JERUSALEM (Reuters) - Israel’s Teva Pharmaceutical Industries has entered into a joint venture with Handok Pharmaceuticals, aiming to gain a foothold in the $14 billion Korean market.
The agreement ends months of speculation that Teva was interested in making an acquisition in South Korea, where the Israeli company noted healthcare spending is expected to reach as much as 9 percent of gross domestic product by 2015.
The move comes after Jeremy Levin, new chief executive of the world’s largest generic drug company, last week set out a strategic plan, vowing to reshape Teva into “the most indispensable medicines company in the world” and provide significant value to its shareholders.

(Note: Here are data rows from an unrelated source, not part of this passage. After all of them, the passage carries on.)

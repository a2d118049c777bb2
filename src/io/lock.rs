use std::fs::{self, File, OpenOptions};
use std::path::{Path, PathBuf};
use std::time::{Duration, Instant};

/// Advisory file lock serializing writes to a notebook.
///
/// Uses platform-native flock (Unix) to coordinate between a running
/// TUI and CLI invocations touching the same jotter.json.
pub struct FileLock {
    _file: File,
    path: PathBuf,
}

/// Error type for lock operations
#[derive(Debug, thiserror::Error)]
pub enum LockError {
    #[error("could not create lock file at {path}: {source}")]
    CreateError {
        path: PathBuf,
        source: std::io::Error,
    },
    #[error("could not acquire lock on {path}: another jotter process may be writing")]
    Timeout { path: PathBuf },
}

impl FileLock {
    /// Acquire an advisory lock in the notebook's directory, blocking up
    /// to `timeout` waiting for it.
    pub fn acquire(dir: &Path, timeout: Duration) -> Result<Self, LockError> {
        let lock_path = dir.join(".jotter.lock");
        let file = OpenOptions::new()
            .create(true)
            .write(true)
            .truncate(false)
            .open(&lock_path)
            .map_err(|e| LockError::CreateError {
                path: lock_path.clone(),
                source: e,
            })?;

        let start = Instant::now();
        loop {
            match try_lock(&file) {
                Ok(()) => {
                    return Ok(FileLock {
                        _file: file,
                        path: lock_path,
                    });
                }
                Err(_) if start.elapsed() < timeout => {
                    std::thread::sleep(Duration::from_millis(10));
                }
                Err(_) => {
                    return Err(LockError::Timeout { path: lock_path });
                }
            }
        }
    }

    /// Acquire with the default timeout (5 seconds)
    pub fn acquire_default(dir: &Path) -> Result<Self, LockError> {
        Self::acquire(dir, Duration::from_secs(5))
    }
}

impl Drop for FileLock {
    fn drop(&mut self) {
        // flock releases with the descriptor; the file itself is litter
        let _ = fs::remove_file(&self.path);
    }
}

/// Try to acquire an exclusive flock on the file (non-blocking)
#[cfg(unix)]
fn try_lock(file: &File) -> Result<(), std::io::Error> {
    use std::os::unix::io::AsRawFd;
    let fd = file.as_raw_fd();
    let result = unsafe { libc::flock(fd, libc::LOCK_EX | libc::LOCK_NB) };
    if result == 0 {
        Ok(())
    } else {
        Err(std::io::Error::last_os_error())
    }
}

#[cfg(not(unix))]
fn try_lock(_file: &File) -> Result<(), std::io::Error> {
    Ok(())
}

#[cfg(test)]
mod tests {
    use super::*;
    use tempfile::TempDir;

    #[test]
    fn lock_releases_on_drop() {
        let tmp = TempDir::new().unwrap();
        let lock = FileLock::acquire_default(tmp.path());
        assert!(lock.is_ok());
        drop(lock);
        assert!(FileLock::acquire_default(tmp.path()).is_ok());
    }

    #[test]
    fn contended_lock_times_out() {
        let tmp = TempDir::new().unwrap();
        let _held = FileLock::acquire_default(tmp.path()).unwrap();
        let second = FileLock::acquire(tmp.path(), Duration::from_millis(50));
        assert!(matches!(second, Err(LockError::Timeout { .. })));
    }
}
use std::path::Path;

use crate::cli::commands::InitArgs;
use crate::io::config_io;
use crate::io::store;

/// `jt init`: write an empty jotter.json (and optionally a starter
/// jotter.toml) without requiring an existing notebook.
pub fn cmd_init(args: InitArgs, dir: Option<&Path>) -> Result<(), Box<dyn std::error::Error>> {
    let dir = match dir {
        Some(d) => d.to_path_buf(),
        None => std::env::current_dir()?,
    };

    let path = store::init_notebook(&dir, args.force)?;
    println!("created {}", path.display());

    if args.config {
        config_io::write_starter_config(&dir)?;
        println!("created {}", dir.join(config_io::CONFIG_FILE).display());
    }
    Ok(())
}

#[cfg(test)]
mod tests {
    use tempfile::TempDir;

    use crate::io::store::{NOTEBOOK_FILE, StoreError};

    use super::*;

    #[test]
    fn init_writes_an_empty_notebook_and_optional_config() {
        let dir = TempDir::new().unwrap();
        let args = InitArgs {
            force: false,
            config: true,
        };
        cmd_init(args, Some(dir.path())).unwrap();

        assert!(dir.path().join(NOTEBOOK_FILE).exists());
        assert!(dir.path().join(config_io::CONFIG_FILE).exists());

        let loaded = store::load_notebook(&dir.path().join(NOTEBOOK_FILE)).unwrap();
        assert!(loaded.all_sections.is_empty());
    }

    #[test]
    fn init_twice_needs_force() {
        let dir = TempDir::new().unwrap();
        cmd_init(
            InitArgs {
                force: false,
                config: false,
            },
            Some(dir.path()),
        )
        .unwrap();

        let again = cmd_init(
            InitArgs {
                force: false,
                config: false,
            },
            Some(dir.path()),
        );
        let err = again.unwrap_err();
        assert!(err.downcast_ref::<StoreError>().is_some());

        cmd_init(
            InitArgs {
                force: true,
                config: false,
            },
            Some(dir.path()),
        )
        .unwrap();
    }
}
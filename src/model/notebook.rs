use serde::{Deserialize, Serialize};

use super::section::Section;

/// The whole note tree: an ordered list of sections
#[derive(Debug, Clone, Default, PartialEq, Eq, Serialize, Deserialize)]
pub struct Notebook {
    #[serde(default)]
    pub sections: Vec<Section>,
}

impl Notebook {
    pub fn new() -> Notebook {
        Notebook::default()
    }

    /// Find a section index by title, case-insensitively
    pub fn find_section(&self, title: &str) -> Option<usize> {
        let needle = title.to_lowercase();
        self.sections
            .iter()
            .position(|s| s.title.to_lowercase() == needle)
    }

    pub fn is_empty(&self) -> bool {
        self.sections.is_empty()
    }
}

#[cfg(test)]
mod tests {
    use super::*;

    #[test]
    fn find_section_ignores_case_and_keeps_original() {
        let mut nb = Notebook::new();
        nb.sections.push(Section::new("Skyrim"));
        assert_eq!(nb.find_section("SKYRIM"), Some(0));
        assert_eq!(nb.sections[0].title, "Skyrim");
        assert_eq!(nb.find_section("Oblivion"), None);
    }
}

Levin said Teva’s growth centered on five areas: accelerating growth platforms, extending its global presence, engaging in strategic business development, protecting and expanding its core franchises and reduce its core cost base.
“Our business venture with Handok is a strategic fit for Teva in these growth areas and aligns with our commitment to address global medical, societal and consumer needs,” Levin told Reuters on Monday.
“Teva recognizes the importance of growing in east Asia, both for our shareholders and the patients who will benefit from having access to our medicines,” Levin said.
Teva shares, which have fallen sharply since the strategy was announced on December 11, were down 0.5 percent at 144.8 shekels by 0955 GMT, their lowest in 12 months.
Teva will hold 51 percent and Handok will own the rest, in a venture which will be Teva’s first in east Asia outside Japan and which is due to start operations in the next few months. Financial details were not disclosed.
Under terms of the deal, Teva will be responsible for manufacturing and supplying medicines, while Handok will handle sales and marketing, distribution and regulatory affairs.
Teva said the new company’s plans included selling its branded multiple sclerosis treatment Copaxone, which has started to face competition globally.